Selling of a chunk of your company for a short term cash flow might be a good
reason.

However there might be a more straight forward one as working with the
military isn't easy or cheap, they are your most picky costumer and unlike
people who order Roomba's from Amazon actually know how to formulate contracts
and keep you honest.

Military contracts come with years of support and services and while they can
be very lucrative they also can have a very negative effect on the company as
a whole.

When you sell something to the military you are usually bound by a contract to
continue supporting that product for say 10 years.

This means that during these 10 years you can't discontinue that product or
have to keep a large stockpile of replacement units and parts and more
importantly keep the in-house knowledge required to support it which means
keeping the personnel who were involved with the project originally or
ensuring that every bit of the knowledge is transferred this isn't cheap and
in the tech industry isn't easy.

Military contract pretty much mean that you have to magically increase the
average employee retention period for more or less the duration of the
contract, in many other cases the contract might actually force you to
transfer some knowledge and skills to sub-contractors that would provide the
global service the military might require which means some of your IP can
leak.

There's a good reason why so many companies are either 100% dedicated to the
defense industry (and many of those burn out quite quickly because of how
demanding those contracts are) or have their defense oriented subsidiary very
well isolated from the main corporate entity.

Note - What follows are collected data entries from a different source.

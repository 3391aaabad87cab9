//! Refilling squeak-set deck.

use std::fmt;
use std::sync::Arc;

use squeak_core::{Deck, Dice, Squeak};
use tracing::trace;

/// Deck built from a set of `(squeak, copies)` entries.
///
/// When the pile runs out it is rebuilt from the full set and shuffled with
/// the match dice, so draws never end while the set is non-empty.
#[derive(Clone, Default)]
pub struct SqueakSetDeck {
    set: Vec<(Arc<dyn Squeak>, u32)>,
    pile: Vec<Arc<dyn Squeak>>,
}

impl SqueakSetDeck {
    pub fn new() -> Self {
        Self::default()
    }

    pub fn with(mut self, squeak: Arc<dyn Squeak>, copies: u32) -> Self {
        self.set.push((squeak, copies));
        self
    }

    /// Cards in one full pile.
    pub fn set_size(&self) -> usize {
        self.set.iter().map(|(_, copies)| *copies as usize).sum()
    }

    fn refill(&mut self, dice: &mut Dice<'_>) {
        self.pile = self
            .set
            .iter()
            .flat_map(|(squeak, copies)| (0..*copies).map(move |_| squeak.clone()))
            .collect();
        dice.shuffle(&mut self.pile);
        trace!(cards = self.pile.len(), "squeak set reshuffled");
    }
}

impl Deck for SqueakSetDeck {
    fn draw(&mut self, dice: &mut Dice<'_>) -> Option<Arc<dyn Squeak>> {
        if self.pile.is_empty() {
            self.refill(dice);
        }
        self.pile.pop()
    }

    fn remaining(&self) -> usize {
        self.pile.len()
    }
}

impl fmt::Debug for SqueakSetDeck {
    fn fmt(&self, f: &mut fmt::Formatter<'_>) -> fmt::Result {
        f.debug_struct("SqueakSetDeck")
            .field("set", &self.set_size())
            .field("remaining", &self.pile.len())
            .finish()
    }
}

#[cfg(test)]
mod tests {
    use squeak_core::{EngineResult, GameManager, OddRCoord, PcgRng, SqueakKind};

    use super::*;

    struct Named(&'static str);

    impl Squeak for Named {
        fn name(&self) -> &str {
            self.0
        }

        fn crumb_cost(&self) -> u32 {
            1
        }

        fn kind(&self) -> SqueakKind {
            SqueakKind::Trick
        }

        fn place(&self, _game: &mut GameManager, _coord: OddRCoord) -> EngineResult<bool> {
            Ok(false)
        }
    }

    fn draw_names(deck: &mut SqueakSetDeck, seed: u64, count: usize) -> Vec<String> {
        let mut rolls = 0;
        let mut dice = Dice::new(&PcgRng, seed, &mut rolls);
        (0..count)
            .filter_map(|_| deck.draw(&mut dice))
            .map(|squeak| squeak.name().to_string())
            .collect()
    }

    fn deck() -> SqueakSetDeck {
        SqueakSetDeck::new()
            .with(Arc::new(Named("a")), 2)
            .with(Arc::new(Named("b")), 1)
    }

    #[test]
    fn every_pile_is_a_permutation_of_the_set() {
        let mut deck = deck();
        assert_eq!(deck.set_size(), 3);
        assert_eq!(deck.remaining(), 0);

        let drawn = draw_names(&mut deck, 9, 6);
        for pile in drawn.chunks(3) {
            let mut pile = pile.to_vec();
            pile.sort();
            assert_eq!(pile, ["a", "a", "b"]);
        }
        assert_eq!(deck.remaining(), 0);
    }

    #[test]
    fn shuffles_are_seeded() {
        assert_eq!(draw_names(&mut deck(), 4, 9), draw_names(&mut deck(), 4, 9));
    }

    #[test]
    fn empty_set_draws_nothing() {
        let mut deck = SqueakSetDeck::new().with(Arc::new(Named("a")), 0);
        assert!(draw_names(&mut deck, 1, 3).is_empty());
    }
}
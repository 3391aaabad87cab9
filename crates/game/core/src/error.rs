//! Common error infrastructure for squeak-core.
//!
//! Every fallible engine call returns [`EngineError`]. The variants follow the
//! engine's contract taxonomy: callers are expected to pre-validate through the
//! read-only query API, so in normal play an error signals a caller bug rather
//! than a recoverable runtime condition.
//!
//! # Design Principles
//!
//! - **Type Safety**: Each variant carries a typed detail payload
//! - **Severity Classification**: Errors are categorized for logging and handling
//! - **Deterministic**: No error carries allocations that depend on runtime state

use crate::entity::EntityId;
use crate::feature::FeatureId;
use crate::hex::OddRCoord;

/// Severity level of an error, used for categorization and recovery strategies.
///
/// - **Recoverable**: The action may succeed later (e.g. after the next crumb grant)
/// - **Validation**: Invalid input that should be rejected without retry
/// - **Internal**: Unexpected state inconsistencies that require investigation
/// - **Fatal**: Content or configuration is broken and the match cannot start
#[derive(Clone, Copy, Debug, PartialEq, Eq, Hash)]
#[cfg_attr(feature = "serde", derive(serde::Serialize, serde::Deserialize))]
pub enum ErrorSeverity {
    Recoverable,
    Validation,
    Internal,
    Fatal,
}

impl ErrorSeverity {
    /// Returns a human-readable description of this severity level.
    pub const fn as_str(&self) -> &'static str {
        match self {
            Self::Recoverable => "recoverable",
            Self::Validation => "validation",
            Self::Internal => "internal",
            Self::Fatal => "fatal",
        }
    }

    /// Returns true if this error is potentially recoverable.
    pub const fn is_recoverable(&self) -> bool {
        matches!(self, Self::Recoverable)
    }

    /// Returns true if this error indicates an internal bug.
    pub const fn is_internal(&self) -> bool {
        matches!(self, Self::Internal | Self::Fatal)
    }
}

/// Common trait for all squeak-core errors.
pub trait GameError: core::fmt::Display + core::fmt::Debug {
    /// Returns the severity level of this error.
    fn severity(&self) -> ErrorSeverity;

    /// Returns a static string identifier for this error variant.
    ///
    /// Default implementation uses the error type name.
    fn error_code(&self) -> &'static str {
        core::any::type_name::<Self>()
    }
}

/// Resource whose balance was too low for the requested action.
#[derive(Clone, Copy, Debug, PartialEq, Eq, Hash, strum::Display)]
#[cfg_attr(feature = "serde", derive(serde::Serialize, serde::Deserialize))]
#[strum(serialize_all = "snake_case")]
pub enum Resource {
    Crumbs,
    MoveStamina,
    SkillStamina,
}

/// Why a coordinate was rejected.
#[derive(Clone, Copy, Debug, PartialEq, Eq, Hash, strum::Display)]
#[cfg_attr(feature = "serde", derive(serde::Serialize, serde::Deserialize))]
pub enum PositionIssue {
    #[strum(to_string = "outside the board")]
    OutOfBounds,
    #[strum(to_string = "tile does not hold the expected occupant")]
    MissingOccupant,
}

/// Why a target (move destination, selected coordinate, placement) was rejected.
#[derive(Clone, Copy, Debug, PartialEq, Eq, Hash, strum::Display)]
#[cfg_attr(feature = "serde", derive(serde::Serialize, serde::Deserialize))]
pub enum TargetIssue {
    #[strum(to_string = "destination is beyond the unit's speed")]
    BeyondSpeed,
    #[strum(to_string = "no path to destination")]
    Unreachable,
    #[strum(to_string = "destination tile is occupied")]
    Occupied,
    #[strum(to_string = "entity cannot move")]
    NotMovable,
    #[strum(to_string = "coordinate is not among the available targets")]
    NotSelectable,
    #[strum(to_string = "wrong number of selected targets")]
    TargetCount,
    #[strum(to_string = "squeak cannot be placed there")]
    NotPlacable,
    #[strum(to_string = "target has no health")]
    Indestructible,
}

/// Which state-machine rule a call violated.
#[derive(Clone, Copy, Debug, PartialEq, Eq, Hash, strum::Display)]
#[cfg_attr(feature = "serde", derive(serde::Serialize, serde::Deserialize))]
pub enum StateIssue {
    #[strum(to_string = "a skill is waiting for target selection")]
    SelectingTargets,
    #[strum(to_string = "no skill is waiting for target selection")]
    NotSelectingTargets,
    #[strum(to_string = "pending skill cannot be cancelled")]
    NotCancelable,
    #[strum(to_string = "the game is over")]
    GameOver,
}

/// Errors surfaced by the engine.
#[derive(Clone, Debug, PartialEq, Eq, thiserror::Error)]
pub enum EngineError {
    /// Out-of-grid coordinate, or tile missing an expected occupant.
    #[error("invalid position {coord}: {issue}")]
    InvalidPosition {
        coord: OddRCoord,
        issue: PositionIssue,
    },

    /// Entity id does not refer to a live entity.
    #[error("entity {0} not found")]
    EntityNotFound(EntityId),

    /// Feature id does not refer to a live feature.
    #[error("feature {0} not found")]
    FeatureNotFound(FeatureId),

    /// Crumbs, move stamina, or skill stamina too low.
    #[error("insufficient {resource}: required {required}, available {available}")]
    InsufficientResource {
        resource: Resource,
        required: u32,
        available: u32,
    },

    /// Move beyond speed, unreachable path, target outside the available set.
    #[error("invalid target: {0}")]
    InvalidTarget(TargetIssue),

    /// Mutating call while target selection is pending, or the reverse.
    #[error("invalid state transition: {0}")]
    InvalidStateTransition(StateIssue),

    /// Content refers to something that does not exist. Raised at registration.
    #[error("configuration error: {0}")]
    Configuration(String),

    /// Argument outside its documented domain.
    #[error("invalid argument: {0}")]
    InvalidArgument(&'static str),
}

impl EngineError {
    pub const fn out_of_bounds(coord: OddRCoord) -> Self {
        Self::InvalidPosition {
            coord,
            issue: PositionIssue::OutOfBounds,
        }
    }

    pub const fn missing_occupant(coord: OddRCoord) -> Self {
        Self::InvalidPosition {
            coord,
            issue: PositionIssue::MissingOccupant,
        }
    }

    pub const fn not_enough(resource: Resource, required: u32, available: u32) -> Self {
        Self::InsufficientResource {
            resource,
            required,
            available,
        }
    }
}

impl GameError for EngineError {
    fn severity(&self) -> ErrorSeverity {
        use EngineError::*;
        match self {
            InvalidPosition { .. } | EntityNotFound(_) | FeatureNotFound(_) => {
                ErrorSeverity::Validation
            }
            InsufficientResource { .. } => ErrorSeverity::Recoverable,
            InvalidTarget(_) | InvalidArgument(_) => ErrorSeverity::Validation,
            InvalidStateTransition(_) => ErrorSeverity::Internal,
            Configuration(_) => ErrorSeverity::Fatal,
        }
    }

    fn error_code(&self) -> &'static str {
        use EngineError::*;
        match self {
            InvalidPosition { .. } => "ENGINE_INVALID_POSITION",
            EntityNotFound(_) => "ENGINE_ENTITY_NOT_FOUND",
            FeatureNotFound(_) => "ENGINE_FEATURE_NOT_FOUND",
            InsufficientResource { .. } => "ENGINE_INSUFFICIENT_RESOURCE",
            InvalidTarget(_) => "ENGINE_INVALID_TARGET",
            InvalidStateTransition(_) => "ENGINE_INVALID_STATE_TRANSITION",
            Configuration(_) => "ENGINE_CONFIGURATION",
            InvalidArgument(_) => "ENGINE_INVALID_ARGUMENT",
        }
    }
}

/// Result alias used throughout the engine.
pub type EngineResult<T> = Result<T, EngineError>;

#[cfg(test)]
mod tests {
    use super::*;

    #[test]
    fn severity_follows_taxonomy() {
        let err = EngineError::not_enough(Resource::Crumbs, 5, 2);
        assert!(err.severity().is_recoverable());
        assert_eq!(err.error_code(), "ENGINE_INSUFFICIENT_RESOURCE");

        let err = EngineError::Configuration("unknown resolver 'zap'".into());
        assert!(err.severity().is_internal());
    }

    #[test]
    fn messages_include_details() {
        let err = EngineError::not_enough(Resource::MoveStamina, 1, 0);
        assert_eq!(
            err.to_string(),
            "insufficient move_stamina: required 1, available 0"
        );

        let err = EngineError::out_of_bounds(OddRCoord::new(-1, 3));
        assert_eq!(err.to_string(), "invalid position (-1, 3): outside the board");
    }
}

That's because when you sell to the military it might actually restrict the
potential market as the contract might specify exclusivity or give the DOD
oversight on all your future deals (to prevent technology transfer to non-
friendly actors), when you are a tech company that can be an issue because
quite often there will be quite a bit of lateral technology sharing across the
company (one of the additional reasons why big corporations tend to keep their
military subsidiaries very separated).

Which now could mean you are restricting your commercial products from being
sold as they now might require a DOD oversight as well; a possible example in
iRobot's case might be that the same algorithm that allows your Roomba to
detect objects such as cats and babies is the same algorithm that is used by
their commercial bomb disposal robots to detect road side IED's so now the DOD
might either force them to modify it sufficiently or restrict sales of the
Roomba's to "friendly" nations.

Dumping their military/leo department in some one else's lap releases them
from most of the commitments, protects their future IP from oversight and
gives them a short term cash influx that they might need. Trying to find some
ideological reasoning behind this is just silly.